(Saved entries)
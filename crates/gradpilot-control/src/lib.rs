//! Feedback controllers for gradpilot.
//!
//! A [`Policy`] maps the current state and a window of reference states to a
//! saturated control command. The trainable part is a [`Controller`]
//! architecture ([`LinearController`] or [`MlpController`]) whose parameters
//! live in a [`ParamStore`] of named tensors. Everything on the forward path
//! is generic over [`gradpilot_diff::Scalar`], so the same code is used for
//! evaluation and for taped training rollouts.

pub mod checkpoint;
pub mod controller;
pub mod error;
pub mod linear;
pub mod mlp;
pub mod normalizer;
pub mod params;
pub mod saturation;

pub use checkpoint::{Checkpoint, CheckpointMeta};
pub use controller::{Architecture, Controller, ControllerConfig, Network, Policy};
pub use error::{ControlError, Result};
pub use linear::LinearController;
pub use mlp::{Activation, MlpController};
pub use normalizer::Normalizer;
pub use params::{ParamStore, Tensor};
pub use saturation::SaturationPolicy;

TASK OBJECTIVE:
Print only the lines from the one with "pub mod saturation;" to the end of the records, both included.

YOUR SOLUTION:
pub mod saturation;

pub use checkpoint::{Checkpoint, CheckpointMeta};
pub use controller::{Architecture, Controller, ControllerConfig, Network, Policy};
pub use error::{ControlError, Result};
pub use linear::LinearController;
pub use mlp::{Activation, MlpController};
pub use normalizer::Normalizer;
pub use params::{ParamStore, Tensor};
pub use saturation::SaturationPolicy;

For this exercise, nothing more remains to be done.